Monday, August 25, 2014

Distance Learning Reflection

As I reflect on the knowledge gained from this course and my experience with distance education, I can say that distance learning will only grow more popular with time. As the Generation Z learners begin to knowledge seek, I see distance education being a must, not a want. With a generation of learners born with the latest gadgets in their hands, it will be difficult to offer them anything less than this.

Although Charles Wedemeyer’s theory dates back to 1981, I feel that he was forward thinking in his approach. Charles Wedemeyer’s theory notes several components that I feel will be imperative to the new generation. Wedemeyer’s theory notes that distance education should do the following:

1.     Be capable of operation anyplace where there are students – or even only one student –whether or not there are teachers at the same place at the same time
2.     Place greater responsibility for learning on the student
3.     Offer students and adults wider choices (more opportunities) in courses, formats, and methodologies
4.     Use, as appropriate, all the teaching media and methods that have been proven effective
5.     Mix media and methods so that each subject or unit within a subject is taught in the best way known
6.     Preserve and enhance opportunities for adaptation to individual differences
7.     Permit students to start, stop, and learn at their own pace (Simonson, 2012, pp. 43-44)
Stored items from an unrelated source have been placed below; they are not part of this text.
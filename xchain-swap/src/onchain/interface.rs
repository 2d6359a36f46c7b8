use crate::onchain::types::{EvmBlock, EvmReceipt, EvmSignature};
use async_trait::async_trait;
use ethers::types::{Address, H256};
use thiserror::Error;

#[derive(Debug, Error)]
pub enum ChainError {
    #[error("block {0} not found")]
    BlockNotFound(u64),
    #[error("call reverted: {0}")]
    Reverted(String),
    #[error("abi error: {0}")]
    Abi(String),
    #[error("provider error: {0}")]
    Provider(String),
    #[error("signing error: {0}")]
    Signing(String),
    #[error("transaction {0:?} dropped without a receipt")]
    NoReceipt(H256),
}

/// Client for Chain B, bound to a single signing account.
/// Implemented against a live node and by the in-process simulator.
#[async_trait]
pub trait EvmClient: Send + Sync {
    /// Address of the signing account.
    fn address(&self) -> Address;

    fn chain_id(&self) -> u64;

    /// Signs and submits a call, then waits for its receipt.
    async fn send_signed_call(&self, contract: Address, call: Vec<u8>) -> Result<EvmReceipt, ChainError>;

    /// EIP-191 personal signature over `bytes`.
    async fn sign_raw_bytes(&self, bytes: &[u8]) -> Result<EvmSignature, ChainError>;

    async fn get_block(&self, number: u64, full_transactions: bool) -> Result<EvmBlock, ChainError>;

    /// Every receipt of the block, ordered by transaction index.
    async fn get_receipts_for_block(&self, number: u64) -> Result<Vec<EvmReceipt>, ChainError>;
}
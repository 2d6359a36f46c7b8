// Swap lifecycle and the per-party coordinator driving it.

pub mod swap_coordinator;
pub mod types;

pub use swap_coordinator::SwapCoordinator;
pub use types::{DraftTransaction, SwapProposal, SwapState};
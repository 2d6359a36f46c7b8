// Chain B: the EVM client seam, receipt and block types, the swap vault
// codec and the in-process chain used by tests.

pub mod chain_simulator;
pub mod ethers_client;
pub mod interface;
pub mod swap_vault;
pub mod types;

pub use chain_simulator::{ChainSimulator, SimulatedEvmClient};
pub use ethers_client::EthersEvmClient;
pub use interface::{ChainError, EvmClient};
pub use types::{EvmBlock, EvmLog, EvmReceipt, EvmSignature};
// In-memory store for swap drafts and collected attestations.

use crate::attestation::collector::{AttestationSink, BlockFact, NotarizationFact};
use crate::attestation::types::{BlockAttestation, NotarizationAttestation};
use crate::cross_chain::types::DraftTransaction;
use crate::data_structures::{SwapId, ValidatorIdentity};
use crate::error::SwapError;
use log::debug;
use std::collections::{HashMap, HashSet};
use std::hash::Hash;
use std::sync::{Arc, Mutex, PoisonError, RwLock};

// One validator -> attestation set per key, each behind its own lock so
// writers on different keys never contend.
type AttestationSet<A> = Arc<Mutex<HashMap<ValidatorIdentity, A>>>;

struct AttestationIndex<K, A> {
    sets: RwLock<HashMap<K, AttestationSet<A>>>,
}

impl<K: Eq + Hash + Copy, A: Clone> AttestationIndex<K, A> {
    fn new() -> Self {
        AttestationIndex { sets: RwLock::new(HashMap::new()) }
    }

    fn set_for(&self, key: K) -> AttestationSet<A> {
        if let Some(set) = self.sets.read().unwrap_or_else(PoisonError::into_inner).get(&key) {
            return Arc::clone(set);
        }
        let mut sets = self.sets.write().unwrap_or_else(PoisonError::into_inner);
        Arc::clone(sets.entry(key).or_default())
    }

    // First attestation per validator wins
    fn insert(&self, key: K, validator: &ValidatorIdentity, attestation: A) -> bool {
        let set = self.set_for(key);
        let mut set = set.lock().unwrap_or_else(PoisonError::into_inner);
        if set.contains_key(validator) {
            return false;
        }
        set.insert(validator.clone(), attestation);
        true
    }

    fn get(&self, key: &K) -> Vec<(ValidatorIdentity, A)> {
        let set = match self.sets.read().unwrap_or_else(PoisonError::into_inner).get(key) {
            Some(set) => Arc::clone(set),
            None => return Vec::new(),
        };
        let set = set.lock().unwrap_or_else(PoisonError::into_inner);
        let mut entries: Vec<_> = set.iter().map(|(v, a)| (v.clone(), a.clone())).collect();
        entries.sort_by(|(a, _), (b, _)| a.name().cmp(b.name()));
        entries
    }

    fn remove(&self, key: &K) {
        self.sets.write().unwrap_or_else(PoisonError::into_inner).remove(key);
    }
}

/// Drafts keyed by swap id, block attestations keyed by block number and
/// notarization attestations keyed by swap id. Safe to share across tasks.
///
/// A block's attestations are dropped once every swap tracking that block
/// has been deleted. Blocks no swap ever tracked keep theirs for the life
/// of the store.
pub struct ProofStore {
    drafts: RwLock<HashMap<SwapId, Arc<DraftTransaction>>>,
    block_attestations: AttestationIndex<u64, BlockAttestation>,
    notarizations: AttestationIndex<SwapId, NotarizationAttestation>,
    // Block number -> swaps that still need its attestations
    block_users: Mutex<HashMap<u64, HashSet<SwapId>>>,
}

impl Default for ProofStore {
    fn default() -> Self {
        Self::new()
    }
}

impl ProofStore {
    pub fn new() -> Self {
        ProofStore {
            drafts: RwLock::new(HashMap::new()),
            block_attestations: AttestationIndex::new(),
            notarizations: AttestationIndex::new(),
            block_users: Mutex::new(HashMap::new()),
        }
    }

    /// Stores a draft. An existing draft under the same id is never replaced.
    pub fn save_draft(&self, draft: DraftTransaction) -> Result<Arc<DraftTransaction>, SwapError> {
        let mut drafts = self.drafts.write().unwrap_or_else(PoisonError::into_inner);
        if drafts.contains_key(&draft.swap_id) {
            return Err(SwapError::DuplicateSwap(draft.swap_id));
        }
        let draft = Arc::new(draft);
        drafts.insert(draft.swap_id, Arc::clone(&draft));
        debug!("[ProofStore] Saved draft {:?}", draft.swap_id);
        Ok(draft)
    }

    pub fn get_draft(&self, swap_id: &SwapId) -> Option<Arc<DraftTransaction>> {
        self.drafts.read().unwrap_or_else(PoisonError::into_inner).get(swap_id).cloned()
    }

    /// Removes a draft, the notarizations collected for it and the
    /// attestations of blocks that no other swap still tracks.
    pub fn delete_draft(&self, swap_id: &SwapId) -> Option<Arc<DraftTransaction>> {
        let removed = self.drafts.write().unwrap_or_else(PoisonError::into_inner).remove(swap_id);
        self.notarizations.remove(swap_id);
        self.release_blocks(swap_id);
        if removed.is_some() {
            debug!("[ProofStore] Deleted draft {:?}", swap_id);
        }
        removed
    }

    /// Keeps the attestations of `block_number` while `swap_id` is stored.
    pub fn track_block(&self, swap_id: SwapId, block_number: u64) {
        let mut users = self.block_users.lock().unwrap_or_else(PoisonError::into_inner);
        users.entry(block_number).or_default().insert(swap_id);
    }

    fn release_blocks(&self, swap_id: &SwapId) {
        let mut users = self.block_users.lock().unwrap_or_else(PoisonError::into_inner);
        let mut unused = Vec::new();
        users.retain(|block_number, swaps| {
            swaps.remove(swap_id);
            if swaps.is_empty() {
                unused.push(*block_number);
            }
            !swaps.is_empty()
        });
        for block_number in unused {
            self.block_attestations.remove(&block_number);
            debug!("[ProofStore] Dropped attestations of block {}", block_number);
        }
    }

    /// Returns false if the validator already attested this block.
    pub fn add_block_attestation(&self, attestation: BlockAttestation) -> bool {
        let validator = attestation.validator.clone();
        self.block_attestations.insert(attestation.block_number, &validator, attestation)
    }

    /// Attestations for a block, ordered by validator name.
    pub fn block_attestations(&self, block_number: u64) -> Vec<BlockAttestation> {
        self.block_attestations.get(&block_number).into_iter().map(|(_, a)| a).collect()
    }

    pub fn add_notarization_attestation(&self, attestation: NotarizationAttestation) -> bool {
        let validator = attestation.validator.clone();
        self.notarizations.insert(attestation.tx_id, &validator, attestation)
    }

    pub fn notarization_attestations(&self, swap_id: &SwapId) -> Vec<NotarizationAttestation> {
        self.notarizations.get(swap_id).into_iter().map(|(_, a)| a).collect()
    }
}

impl AttestationSink<BlockFact> for ProofStore {
    fn store(&self, _block_number: &u64, attestation: BlockAttestation) -> bool {
        self.add_block_attestation(attestation)
    }
}

impl AttestationSink<NotarizationFact> for ProofStore {
    fn store(&self, _swap_id: &SwapId, attestation: NotarizationAttestation) -> bool {
        self.add_notarization_attestation(attestation)
    }
}

#[cfg(test)]
mod tests {
    use super::*;
    use crate::test_utils::create_test_validator;
    use ethers::types::H256;

    #[test]
    fn first_block_attestation_wins() {
        let store = ProofStore::new();
        let v = create_test_validator(1);
        let first = BlockAttestation::sign(v.identity.clone(), &v.signing_key, 3, H256::repeat_byte(1));
        let second = BlockAttestation::sign(v.identity.clone(), &v.signing_key, 3, H256::repeat_byte(2));
        assert!(store.add_block_attestation(first.clone()));
        assert!(!store.add_block_attestation(second));
        assert_eq!(store.block_attestations(3), vec![first]);
        assert!(store.block_attestations(4).is_empty());
    }

    #[test]
    fn block_attestations_are_sorted_by_validator() {
        let store = ProofStore::new();
        for id in [3u8, 1, 2] {
            let v = create_test_validator(id);
            store.add_block_attestation(BlockAttestation::sign(v.identity, &v.signing_key, 8, H256::zero()));
        }
        let names: Vec<_> = store.block_attestations(8).iter().map(|a| a.validator.name().to_string()).collect();
        let mut sorted = names.clone();
        sorted.sort();
        assert_eq!(names, sorted);
        assert_eq!(names.len(), 3);
    }

    #[test]
    fn block_attestations_live_while_a_swap_tracks_them() {
        let store = ProofStore::new();
        let v = create_test_validator(1);
        for block in [7u64, 8] {
            store.add_block_attestation(BlockAttestation::sign(v.identity.clone(), &v.signing_key, block, H256::zero()));
        }
        let (first, second) = (H256::repeat_byte(1), H256::repeat_byte(2));
        store.track_block(first, 7);
        store.track_block(second, 7);

        store.delete_draft(&first);
        assert_eq!(store.block_attestations(7).len(), 1);
        store.delete_draft(&second);
        assert!(store.block_attestations(7).is_empty());
        // Never tracked
        assert_eq!(store.block_attestations(8).len(), 1);
    }

    #[test]
    fn concurrent_inserts_keep_one_per_validator() {
        let store = Arc::new(ProofStore::new());
        let validators: Vec<_> = (1..=8u8).map(create_test_validator).collect();
        let handles: Vec<_> = (0..4)
            .map(|round| {
                let store = Arc::clone(&store);
                let validators = validators.clone();
                std::thread::spawn(move || {
                    validators
                        .iter()
                        .filter(|v| {
                            let root = H256::repeat_byte(round as u8);
                            store.add_block_attestation(BlockAttestation::sign(v.identity.clone(), &v.signing_key, 1, root))
                        })
                        .count()
                })
            })
            .collect();
        let inserted: usize = handles.into_iter().map(|h| h.join().unwrap()).sum();
        assert_eq!(inserted, validators.len());
        assert_eq!(store.block_attestations(1).len(), validators.len());
    }
}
This theory rings true to me because I have experienced it first hand as an Instructional Designer. In the last year, my organization has updated their technological tools, software and systems to new, efficient models. We are now using Articulate Storyline over Captivate, Adobe Connect over WebEx, and our new CMS has far more capacity than the last. As an ID, this lets me know that distance education is here to stay and there is a growing demand for it. Although there are a number of learners who still prefer traditional classroom style learning, “evidence suggests that students are increasingly demanding to be allowed to learn at a distance” (Simonson, p. 5). It’s all about options and not conforming to an outdated, rigid idea of what education used to be.

My role as an ID is to become a positive advocate for distance learning. I want to stay current with trends and technological tools so that I can educate others on the benefits of learning at a distance. I need to not only be an advocate but a catalyst of change, challenging my peers and organization to lead the charge in finding new and effective ways to deliver distance learning courses.

I think it starts with educating others and making them comfortable with the new trends of distance education. For example, providing personal testimonies from learners who found it difficult to embrace distant learning tools but later found that the new way made life easier. As an ID, it is powerful to know that I can shift a learner’s attitude about distant learning just by designing a course that intuitively speaks to them and ultimately motivates them to seek out distance learning.


Simonson, M., Smaldino, S., Albright, M., & Zvacek, S. (2012). Teaching and learning at a distance: Foundations of distance education (5th ed.) Boston, MA: Pearson.